● **GIVEN DATA**
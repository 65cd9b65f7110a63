use crate::customer::CustomerInput;
use crate::scoring::Probability;
use chrono::{DateTime, Duration, Utc};
use serde::Serialize;
use std::collections::HashMap;
use std::fmt;
use std::sync::{Mutex, PoisonError};
use uuid::Uuid;

/// Opaque identifier carried in the session cookie.
#[derive(Debug, Clone, Copy, PartialEq, Eq, Hash)]
pub struct SessionId(Uuid);

impl SessionId {
    pub fn generate() -> Self {
        Self(Uuid::new_v4())
    }

    pub fn parse(raw: &str) -> Option<Self> {
        Uuid::parse_str(raw.trim()).ok().map(Self)
    }
}

impl fmt::Display for SessionId {
    fn fmt(&self, f: &mut fmt::Formatter<'_>) -> fmt::Result {
        write!(f, "{}", self.0.as_hyphenated())
    }
}

/// Latest score produced for a session.
#[derive(Debug, Clone, Copy, PartialEq, Serialize)]
pub struct PredictionResult {
    pub probability: Probability,
    pub predicted_at: DateTime<Utc>,
}

/// Everything the dashboard remembers between two interactions of one operator.
#[derive(Debug, Clone, Default)]
pub struct DashboardSession {
    last_prediction: Option<PredictionResult>,
    widgets: CustomerInput,
}

impl DashboardSession {
    pub fn last_prediction(&self) -> Option<PredictionResult> {
        self.last_prediction
    }

    /// Replaces any earlier prediction.
    pub fn record_prediction(&mut self, result: PredictionResult) {
        self.last_prediction = Some(result);
    }

    pub fn widgets(&self) -> &CustomerInput {
        &self.widgets
    }

    pub fn set_widgets(&mut self, input: CustomerInput) {
        self.widgets = input;
    }
}

struct SessionEntry {
    session: DashboardSession,
    last_seen: DateTime<Utc>,
}

/// Per-operator session state; nothing here is shared between sessions.
pub struct SessionStore {
    entries: Mutex<HashMap<SessionId, SessionEntry>>,
    idle_timeout: Duration,
}

impl SessionStore {
    pub fn new(idle_timeout: Duration) -> Self {
        Self {
            entries: Mutex::new(HashMap::new()),
            idle_timeout,
        }
    }

    /// Touches the requested session if it is still live. Never creates one,
    /// so read-only visitors leave no state behind.
    pub fn resume(&self, requested: Option<SessionId>) -> Option<SessionId> {
        self.resume_at(requested, Utc::now())
    }

    pub(crate) fn resume_at(
        &self,
        requested: Option<SessionId>,
        now: DateTime<Utc>,
    ) -> Option<SessionId> {
        let mut entries = self.entries.lock().unwrap_or_else(PoisonError::into_inner);
        self.touch(&mut entries, requested, now)
    }

    /// Resumes the requested session or starts a fresh one. The flag is `true`
    /// when a new session was created.
    pub fn open(&self, requested: Option<SessionId>) -> (SessionId, bool) {
        self.open_at(requested, Utc::now())
    }

    pub(crate) fn open_at(
        &self,
        requested: Option<SessionId>,
        now: DateTime<Utc>,
    ) -> (SessionId, bool) {
        let mut entries = self.entries.lock().unwrap_or_else(PoisonError::into_inner);
        if let Some(id) = self.touch(&mut entries, requested, now) {
            return (id, false);
        }

        let id = SessionId::generate();
        entries.insert(
            id,
            SessionEntry {
                session: DashboardSession::default(),
                last_seen: now,
            },
        );
        (id, true)
    }

    fn touch(
        &self,
        entries: &mut HashMap<SessionId, SessionEntry>,
        requested: Option<SessionId>,
        now: DateTime<Utc>,
    ) -> Option<SessionId> {
        let idle_timeout = self.idle_timeout;
        entries.retain(|_, entry| now - entry.last_seen <= idle_timeout);

        let id = requested?;
        let entry = entries.get_mut(&id)?;
        entry.last_seen = now;
        Some(id)
    }

    /// Runs `update` against the session, recreating it if it was purged
    /// between `open` and this call.
    pub fn update<T>(&self, id: SessionId, update: impl FnOnce(&mut DashboardSession) -> T) -> T {
        let mut entries = self.entries.lock().unwrap_or_else(PoisonError::into_inner);
        let entry = entries.entry(id).or_insert_with(|| SessionEntry {
            session: DashboardSession::default(),
            last_seen: Utc::now(),
        });
        update(&mut entry.session)
    }

    pub fn snapshot(&self, id: SessionId) -> DashboardSession {
        let entries = self.entries.lock().unwrap_or_else(PoisonError::into_inner);
        entries
            .get(&id)
            .map(|entry| entry.session.clone())
            .unwrap_or_default()
    }

    pub fn len(&self) -> usize {
        self.entries
            .lock()
            .unwrap_or_else(PoisonError::into_inner)
            .len()
    }

    pub fn is_empty(&self) -> bool {
        self.len() == 0
    }
}

#[cfg(test)]
mod tests {
    use super::*;

    fn probability(value: f64) -> Probability {
        Probability::new(value).expect("valid probability")
    }

    #[test]
    fn new_session_has_no_prediction() {
        let store = SessionStore::new(Duration::minutes(30));
        let (id, created) = store.open(None);

        assert!(created);
        assert!(store.snapshot(id).last_prediction().is_none());
    }

    #[test]
    fn prediction_is_overwritten_and_kept_per_session() {
        let store = SessionStore::new(Duration::minutes(30));
        let (first, _) = store.open(None);
        let (second, _) = store.open(None);
        let now = Utc::now();

        store.update(first, |session| {
            session.record_prediction(PredictionResult {
                probability: probability(0.2),
                predicted_at: now,
            })
        });
        store.update(first, |session| {
            session.record_prediction(PredictionResult {
                probability: probability(0.7),
                predicted_at: now,
            })
        });

        let latest = store
            .snapshot(first)
            .last_prediction()
            .expect("prediction stored");
        assert_eq!(latest.probability.value(), 0.7);
        assert!(store.snapshot(second).last_prediction().is_none());
    }

    #[test]
    fn unknown_session_id_starts_fresh() {
        let store = SessionStore::new(Duration::minutes(30));
        let (id, created) = store.open(Some(SessionId::generate()));
        assert!(created);
        let (again, created_again) = store.open(Some(id));
        assert_eq!(again, id);
        assert!(!created_again);
    }

    #[test]
    fn idle_sessions_are_purged() {
        let store = SessionStore::new(Duration::minutes(30));
        let start = Utc::now();
        let (id, _) = store.open_at(None, start);

        let (resumed, created) = store.open_at(Some(id), start + Duration::minutes(31));

        assert!(created);
        assert_ne!(resumed, id);
        assert_eq!(store.len(), 1);
    }

    #[test]
    fn resume_never_creates_sessions() {
        let store = SessionStore::new(Duration::minutes(30));
        assert_eq!(store.resume(None), None);
        assert_eq!(store.resume(Some(SessionId::generate())), None);
        assert!(store.is_empty());

        let (id, _) = store.open(None);
        assert_eq!(store.resume(Some(id)), Some(id));
        assert_eq!(store.len(), 1);
    }

    #[test]
    fn resume_drops_idle_sessions() {
        let store = SessionStore::new(Duration::minutes(30));
        let start = Utc::now();
        let (id, _) = store.open_at(None, start);

        assert_eq!(store.resume_at(Some(id), start + Duration::minutes(31)), None);
        assert!(store.is_empty());
    }

    #[test]
    fn session_id_round_trips_through_text() {
        let id = SessionId::generate();
        assert_eq!(SessionId::parse(&id.to_string()), Some(id));
        assert_eq!(SessionId::parse("not-a-session"), None);
    }
}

● **TASK TO CARRY OUT**
Each line from the top of the records above through the line containing "use uuid::Uuid;" needs to be transcribed exactly, and no line after it.

● **ANSWER BOX**
repository 65cd9b65f7110a63
use crate::customer::CustomerInput;
use crate::scoring::Probability;
use chrono::{DateTime, Duration, Utc};
use serde::Serialize;
use std::collections::HashMap;
use std::fmt;
use std::sync::{Mutex, PoisonError};
use uuid::Uuid;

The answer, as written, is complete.